I think there is an unfortunate ambiguity in the use of the word "corresponding" in this case. In this usage, corresponding refers to our day-to-day usage of the term; not the "corresponding" as in "alternate" and "co-interior" which all 3 are technical terms. So the use of "corresponding" in the given explanation leads to this confusion.

leehuan · Jul 4, 2016

Re: HSC 2016 3U Marathon

davidgoes4wce said:
$$ I wasn't 100 \% sure why they use the reasoning 'corresponding angles' for part (b)$

$I was going to go along something of the form:$

$\angle \ BAC=\angle \ DCA $ (alternate angles), therefore AB $ \parallel DC$
image]

They are alternate angles to me.

davidgoes4wce · Jul 4, 2016

Re: HSC 2016 3U Marathon

The question is from Cambridge, Cambridge doesn't usually make many mistakes either so I just wanted to check.

leehuan · Jul 4, 2016

Re: HSC 2016 3U Marathon

Oh, reading what Drongoski said.

Proper reasoning is this

1. Therefore angle this = angle that (corresponding angles on congruent triangles)
2. Therefore || (pair of alternate angles equal)

Yeah thing with me is I always say "matching" angles in cong triangles cause I hate using the word corresponding (in geometry) outside of the context of parallelism

davidgoes4wce · Jul 4, 2016

Re: HSC 2016 3U Marathon

Would my reason be good enough as well?

InteGrand · Jul 4, 2016

Re: HSC 2016 3U Marathon

davidgoes4wce said:
Would my reason be good enough as well?

You'd need to give the reason as related to the congruent triangles part. If you said alternate angles as the reason for the equal angles, then that means you're assuming the lines are parallel, which is what we're trying to prove.

HeroicPandas · Jul 7, 2016

Re: HSC 2016 3U Marathon

mini8658 said:
Show by mathematical induction that [(a+b)/2]^2 (less than or equal to, I don't know how to type it with my keyboard) (A^n+B^n)/2.

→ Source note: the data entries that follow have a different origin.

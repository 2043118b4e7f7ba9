//! # Prometheus Metrics
//!
//! Operational metrics for the roster server, scraped at `/metrics` on the
//! metrics port. Everything is registered in a dedicated registry with the
//! `roster` prefix.

use axum::http::StatusCode;
use axum::response::IntoResponse;
use prometheus::{Encoder, Histogram, HistogramOpts, IntCounter, IntGauge, Registry, TextEncoder};
use std::sync::Arc;

/// All metric handles for the server. Prometheus handles are internally
/// reference-counted, so cloning is cheap.
#[derive(Clone)]
pub struct ServerMetrics {
    registry: Registry,
    /// Record signatures produced (creates plus email changes).
    pub signatures_issued_total: IntCounter,
    /// Export requests served.
    pub exports_total: IntCounter,
    /// Records in the most recent export.
    pub exported_records: IntGauge,
    /// Size of export payloads in bytes.
    pub export_size_bytes: Histogram,
    /// Users currently stored.
    pub users_total: IntGauge,
}

impl ServerMetrics {
    /// Creates and registers all metrics. Call once at startup.
    pub fn new() -> Result<Self, prometheus::Error> {
        let registry = Registry::new_custom(Some("roster".into()), None)?;

        let signatures_issued_total = IntCounter::new(
            "signatures_issued_total",
            "Total number of record signatures issued",
        )?;
        registry.register(Box::new(signatures_issued_total.clone()))?;

        let exports_total = IntCounter::new("exports_total", "Total number of exports served")?;
        registry.register(Box::new(exports_total.clone()))?;

        let exported_records =
            IntGauge::new("exported_records", "Number of records in the latest export")?;
        registry.register(Box::new(exported_records.clone()))?;

        let export_size_bytes = Histogram::with_opts(
            HistogramOpts::new("export_size_bytes", "Size of encoded export payloads in bytes")
                .buckets(prometheus::exponential_buckets(256.0, 4.0, 8)?),
        )?;
        registry.register(Box::new(export_size_bytes.clone()))?;

        let users_total = IntGauge::new("users_total", "Number of users currently stored")?;
        registry.register(Box::new(users_total.clone()))?;

        Ok(Self {
            registry,
            signatures_issued_total,
            exports_total,
            exported_records,
            export_size_bytes,
            users_total,
        })
    }

    /// Encodes all registered metrics in the Prometheus text format.
    pub fn encode(&self) -> Result<String, prometheus::Error> {
        let encoder = TextEncoder::new();
        let metric_families = self.registry.gather();
        let mut buffer = Vec::new();
        encoder.encode(&metric_families, &mut buffer)?;
        String::from_utf8(buffer).map_err(|e| prometheus::Error::Msg(e.to_string()))
    }
}

pub type SharedMetrics = Arc<ServerMetrics>;

/// Renders `/metrics` in Prometheus text format.
pub async fn metrics_handler(
    axum::extract::State(metrics): axum::extract::State<SharedMetrics>,
) -> impl IntoResponse {
    match metrics.encode() {
        Ok(body) => (
            StatusCode::OK,
            [("content-type", "text/plain; version=0.0.4; charset=utf-8")],
            body,
        )
            .into_response(),
        Err(e) => {
            tracing::error!("failed to encode metrics: {}", e);
            (StatusCode::INTERNAL_SERVER_ERROR, "metrics encoding failed").into_response()
        }
    }
}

Question asked to prove that A^(n+1)-A^nB+B^(n+1)-B^nA=(a-b)^2(A^n-1+A^n-2+...+B^n-1) and deduce A^(n+1)+B^(n+1) (greater than or equal to) A^nB+B^nA, given that A>0, B>0 and n is a positive integer beforehand, which I did get, and I think I'm supposed to use them in the induction, but I'm not sure how...

Assuming a is A and b is B, could there possibly be a typo in the question?

Suppose a = 0.1, b = 0.2 and n = 3. Then

$\left(\frac{a+b}{2} \right )^2 = \left(\frac{0.1+0.2}{2} \right )^2= 0.0225$

$\frac{a^n+b^n}{2} = \frac{0.1^3 + 0.2^2}{2} = 0.0205$

Therefore, statement is not true for all n.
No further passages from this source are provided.